Indexing logic improvements #6

karol-t-wilk · 2024-04-09T11:11:13Z

Sorry for the late and big PR, I will make sure the next ones are more manageable 😅

There are several improvements to the architecture of the app:

Multiple embedding models can be used at the same time
The app is now aware of packages and their releases
The app has support for future fragmentation of documentation
Adding a package to the app and embedding its docs are now separate actions, implemented as mix tasks
The demo page now lets you choose the embedding model used to perform the search
The Hex client uses only repo.hex.pm and does not touch the REST API

josevalim · 2024-04-09T12:29:49Z

lib/search/packages.ex

+  alias Search.{HexClient, ExDocParser}
+
+  @doc """
+  If given a package name, adds the latest version of the package to the app. If given a `#{HexClient.Release}` adds


Suggested change

If given a package name, adds the latest version of the package to the app. If given a `#{HexClient.Release}` adds

If given a package name, adds the latest version of the package to the app. If given a `%HexClient.Release{}` adds

wojtekmach · 2024-04-09T11:18:09Z

lib/mix/tasks/search/add.ex

@@ -0,0 +1,37 @@
+defmodule Mix.Tasks.Search.Add do


nitpick: let’s call this file search.add.ex as its more common.

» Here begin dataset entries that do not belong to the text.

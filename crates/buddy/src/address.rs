//! Physical and kernel-virtual address types.
//!
//! The page allocator hands out physical blocks but has to touch their contents (zero-fill)
//! through the kernel's direct map. This module holds both address newtypes and the
//! translator that converts between them.

use core::fmt;
use core::ops::{Add, Sub};

use crate::{FrameNumber, arch};

#[cfg(any(test, feature = "software-emulation"))]
use crate::arch::EmulatedMemory;

/// Converts between physical addresses and the kernel's view of them.
///
/// - `Hardware`: all of physical memory is mapped at a fixed offset (the direct map).
/// - `Emulated`: physical memory is a host buffer, used by tests.
pub enum AddressTranslator {
    /// Hardware translation using a direct-map offset.
    Hardware { direct_map_offset: usize },
    /// Emulated translation backed by a host buffer.
    #[cfg(any(test, feature = "software-emulation"))]
    Emulated(EmulatedMemory),
}

impl AddressTranslator {
    /// Creates a hardware translator with the given direct-map offset.
    pub const fn hardware(direct_map_offset: usize) -> Self {
        Self::Hardware { direct_map_offset }
    }

    /// Creates an emulated translator backed by `size` bytes of zeroed host memory.
    #[cfg(any(test, feature = "software-emulation"))]
    pub fn emulated(size: usize) -> Self {
        Self::Emulated(EmulatedMemory::new(size))
    }

    /// Installs the global translator.
    ///
    /// # Panics
    ///
    /// Panics if a translator has already been installed.
    pub fn set_current(translator: AddressTranslator) {
        #[cfg(not(any(test, feature = "software-emulation")))]
        {
            if ADDRESS_TRANSLATOR.get().is_some() {
                panic!("address translator already set");
            }
            ADDRESS_TRANSLATOR.call_once(|| translator);
        }

        #[cfg(any(test, feature = "software-emulation"))]
        {
            ADDRESS_TRANSLATOR.with(|t| {
                if t.get().is_some() {
                    panic!("address translator already set");
                }
                t.call_once(|| translator);
            });
        }
    }

    /// Returns the global translator.
    ///
    /// # Panics
    ///
    /// Panics if no translator has been installed yet.
    pub fn current() -> &'static AddressTranslator {
        Self::try_current().expect(
            "address translator not set; call AddressTranslator::set_current during initialization",
        )
    }

    /// Returns the global translator, if one has been installed.
    pub fn try_current() -> Option<&'static AddressTranslator> {
        #[cfg(not(any(test, feature = "software-emulation")))]
        {
            ADDRESS_TRANSLATOR.get()
        }

        #[cfg(any(test, feature = "software-emulation"))]
        {
            ADDRESS_TRANSLATOR.with(|t| {
                t.get().map(|translator| {
                    // SAFETY: each thread owns its translator, and once set it is never
                    // replaced, so the reference lives as long as the thread.
                    unsafe { &*(translator as *const AddressTranslator) }
                })
            })
        }
    }

    /// Translates a physical address to a kernel-virtual address.
    pub fn phys_to_virt(&self, phys: usize) -> usize {
        match self {
            Self::Hardware { direct_map_offset } => phys.wrapping_add(*direct_map_offset),
            #[cfg(any(test, feature = "software-emulation"))]
            Self::Emulated(mem) => mem.translate(phys) as usize,
        }
    }

    /// Translates the physical range `phys..phys + len` to the kernel-virtual address of its
    /// start, checking that the whole range is reachable.
    pub fn phys_range_to_virt(&self, phys: usize, len: usize) -> usize {
        match self {
            Self::Hardware { direct_map_offset } => phys.wrapping_add(*direct_map_offset),
            #[cfg(any(test, feature = "software-emulation"))]
            Self::Emulated(mem) => mem.translate_range(phys, len) as usize,
        }
    }

    /// Translates a kernel-virtual address back to a physical address.
    pub fn virt_to_phys(&self, virt: usize) -> usize {
        match self {
            Self::Hardware { direct_map_offset } => virt.wrapping_sub(*direct_map_offset),
            #[cfg(any(test, feature = "software-emulation"))]
            Self::Emulated(mem) => mem.ptr_to_phys(virt as *const u8),
        }
    }

    const fn is_emulated(&self) -> bool {
        !matches!(self, Self::Hardware { .. })
    }
}

#[cfg(not(any(test, feature = "software-emulation")))]
static ADDRESS_TRANSLATOR: spin::Once<AddressTranslator> = spin::Once::new();

// Thread-local under emulation so every test gets its own memory.
#[cfg(any(test, feature = "software-emulation"))]
std::thread_local! {
    static ADDRESS_TRANSLATOR: spin::Once<AddressTranslator> = spin::Once::new();
}

macro_rules! impl_address_common {
    ($name:ident, $doc:expr) => {
        #[doc = $doc]
        #[derive(Clone, Copy, PartialEq, Eq, PartialOrd, Ord, Hash)]
        #[repr(transparent)]
        pub struct $name(usize);

        impl $name {
            /// Returns the raw address value.
            #[inline]
            pub const fn as_usize(self) -> usize {
                self.0
            }

            /// Checks if the address is aligned to the given alignment.
            ///
            /// # Panics
            ///
            /// Panics if `align` is not a power of two.
            #[inline]
            pub const fn is_aligned(self, align: usize) -> bool {
                assert!(align.is_power_of_two(), "alignment must be a power of two");
                self.0 & (align - 1) == 0
            }

            /// Aligns the address down to the given alignment.
            ///
            /// # Panics
            ///
            /// Panics if `align` is not a power of two.
            #[inline]
            pub const fn align_down(self, align: usize) -> Self {
                assert!(align.is_power_of_two(), "alignment must be a power of two");
                Self(self.0 & !(align - 1))
            }
        }

        impl fmt::Debug for $name {
            fn fmt(&self, f: &mut fmt::Formatter<'_>) -> fmt::Result {
                write!(f, "{}({:#x})", stringify!($name), self.0)
            }
        }

        impl fmt::Display for $name {
            fn fmt(&self, f: &mut fmt::Formatter<'_>) -> fmt::Result {
                write!(f, "{:#x}", self.0)
            }
        }

        impl Add<usize> for $name {
            type Output = Self;

            #[inline]
            fn add(self, rhs: usize) -> Self::Output {
                Self::new(self.0 + rhs)
            }
        }

        impl Sub<$name> for $name {
            type Output = usize;

            #[inline]
            fn sub(self, rhs: $name) -> Self::Output {
                self.0 - rhs.0
            }
        }
    };
}

impl_address_common!(
    PhysicalAddress,
    "A physical memory address.\n\n\
     Frame `n` starts at physical address `n * PAGE_SIZE`; the buddy relation between\n\
     blocks is computed on these addresses."
);

impl PhysicalAddress {
    /// Creates a new physical address.
    ///
    /// # Panics
    ///
    /// Panics if the address exceeds the architecture's maximum physical address width.
    #[inline]
    pub const fn new(addr: usize) -> Self {
        assert!(
            arch::validate_physical(addr),
            "physical address exceeds maximum width"
        );
        Self(addr)
    }

    /// Converts a direct-mapped virtual address back to a physical address.
    ///
    /// # Panics
    ///
    /// Panics if the address translator has not been set.
    #[inline]
    pub fn from_direct_mapped(virt: VirtualAddress) -> Self {
        let translator = AddressTranslator::current();
        Self::new(translator.virt_to_phys(virt.as_usize()))
    }

    /// Returns the frame containing this address.
    #[inline]
    pub const fn frame_number(self) -> FrameNumber {
        FrameNumber::new(self.0 / arch::PAGE_SIZE)
    }
}

impl_address_common!(
    VirtualAddress,
    "A kernel-virtual memory address.\n\n\
     The allocator only produces these through the direct map, to reach the contents of a\n\
     physical block."
);

impl VirtualAddress {
    /// Creates a new virtual address.
    ///
    /// # Panics
    ///
    /// Panics if the address is not canonical for the architecture.
    #[inline]
    pub const fn new(addr: usize) -> Self {
        assert!(arch::validate_virtual(addr), "address is not canonical");
        Self(addr)
    }

    /// Creates a virtual address from a pointer.
    #[inline]
    pub fn from_ptr<T>(ptr: *const T) -> Self {
        // Host pointers are not canonical for the emulated architecture.
        match AddressTranslator::try_current() {
            Some(translator) if translator.is_emulated() => Self(ptr as usize),
            _ => Self::new(ptr as usize),
        }
    }

    /// Returns the direct-mapped virtual address of a physical address.
    ///
    /// # Panics
    ///
    /// Panics if the address translator has not been set.
    #[inline]
    pub fn direct_mapped(phys: PhysicalAddress) -> Self {
        let translator = AddressTranslator::current();
        let virt = translator.phys_to_virt(phys.as_usize());

        if translator.is_emulated() {
            return Self(virt);
        }

        Self::new(virt)
    }

    /// Returns the direct-mapped virtual address of the start of a `len`-byte physical range.
    ///
    /// # Panics
    ///
    /// Panics if the address translator has not been set, or if emulated memory does not
    /// cover the whole range.
    pub fn direct_mapped_range(phys: PhysicalAddress, len: usize) -> Self {
        let translator = AddressTranslator::current();
        let virt = translator.phys_range_to_virt(phys.as_usize(), len);

        if translator.is_emulated() {
            return Self(virt);
        }

        Self::new(virt)
    }

    /// Converts the address to a pointer.
    #[inline]
    pub const fn as_ptr<T>(self) -> *const T {
        self.0 as *const T
    }

    /// Converts the address to a mutable pointer.
    #[inline]
    pub const fn as_mut_ptr<T>(self) -> *mut T {
        self.0 as *mut T
    }
}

wojtekmach · 2024-04-09T11:19:05Z

lib/mix/tasks/search/embed.ex

+  @moduledoc """
+  Usage: mix #{Mix.Task.task_name(__MODULE__)} <MODULE>
+
+  Embeds the unembedded docs using the given model given as `Search.Embeddings.<MODULE>`


Suggested change

Embeds the unembedded docs using the given model given as `Search.Embeddings.<MODULE>`

Embeds the unembedded docs using the model given as `Search.Embeddings.<MODULE>`

wojtekmach · 2024-04-09T12:09:34Z

lib/mix/tasks/search/embed.ex

+    module =
+      Enum.find(Search.Application.embedding_models(), fn mod ->
+        "Elixir.Search.Embeddings.#{module_str}" == "#{mod}"
+      end)
+
+    if module do
+      {:ok, _} = module.embed(&callback/1)
+      Mix.shell().info("Done.")
+    else
+      Mix.shell().error("Could not find embedding module #{module_str}.")
+    end


Suggested change

module =

Enum.find(Search.Application.embedding_models(), fn mod ->

"Elixir.Search.Embeddings.#{module_str}" == "#{mod}"

end)

if module do

{:ok, _} = module.embed(&callback/1)

Mix.shell().info("Done.")

else

Mix.shell().error("Could not find embedding module #{module_str}.")

end

module = Module.concat(Search.Embeddings, mod)

module.embed(&callback/1)

Mix.shell().info("Done.")

wojtekmach · 2024-04-09T12:22:48Z

lib/search/embeddings/embedding.ex

+      Embeds any doc fragments which do not have an embedding yet. Recieves an optional callback,
+      which is called to notify about the embedding progress with the tuple {total, done} as its argument.
+      """
+      def embed(progress_callback \\ &Function.identity/1) do


this function is pretty big and we want to avoid generating such in macros for two reasons:

code inside quote is less straightforward to follow then code outside, you need to pay special attention

it increases compilation time

instead we generate small functions that delegate to regular functions on the module, for example:

quote do def embed(progress_callback \\ & &1) do Search.Embeddings.Embedding.__embed__(__MODULE__, ...) end end

All this being said, at the moment we only have two modules that use this use. I'd wait. I think it's fine to duplicate Ecto schema definition, changeset function, and a couple functions that just delegate to a shared module. WDYT?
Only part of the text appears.